Instantly share code, notes, and snippets.

@jrherr
Forked from davfre/bamfilter_oneliners.md
Last active September 9, 2015 15:19
Show Gist options
  • Save jrherr/a9e97c8f1008f2ce0bc3 to your computer and use it in GitHub Desktop.
Save jrherr/a9e97c8f1008f2ce0bc3 to your computer and use it in GitHub Desktop.

SAM and BAM filtering one-liners

@author: David Fredman, david.fredmanAAAAAA@gmail.com (sans poly-A tail)
@dependencies: http://sourceforge.net/projects/bamtools/ and http://samtools.sourceforge.net/

Please comment or extend with additional/faster/better solutions.

BWA mapping (using piping for minimal disk I/O)

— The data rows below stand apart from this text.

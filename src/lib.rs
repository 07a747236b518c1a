//! Seokit - an SEO settings engine.
//!
//! Per-page overrides of site-wide SEO fields, schema.org JSON-LD builders,
//! breadcrumb trails derived from page URLs, and the head/body/footer blocks
//! that a host page template inserts.
//!
//! | Module         | Role                                              |
//! |----------------|---------------------------------------------------|
//! | [`settings`]   | Scope-keyed settings snapshots and their stores   |
//! | [`resolve`]    | Override Resolver                                 |
//! | [`schema`]     | Schema Type Registry and builders                 |
//! | [`breadcrumb`] | Breadcrumb Hierarchy Deriver                      |
//! | [`output`]     | Output Composer                                   |
//! | [`pipeline`]   | Snapshot to blocks, one scope or all of them      |

pub mod breadcrumb;
pub mod cli;
pub mod config;
pub mod logger;
pub mod output;
pub mod pipeline;
pub mod resolve;
pub mod schema;
pub mod settings;
pub mod site;
pub mod value;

bwa aln -t 8 targetGenome.fa reads.fastq | bwa samse targetGenome.fa - reads.fastq\
| samtools view -bt targetGenome.fa - | samtools sort - reads.bwa.targetGenome

samtools index reads.bwa.targetGenome.bam

Count number of reads/mapped locations in a bam file:

samtools view -c aligned_reads.bam

Count with flagstat for additional information:

samtools flagstat reads.bam

Count mapped locations only (some reads to multiple locations)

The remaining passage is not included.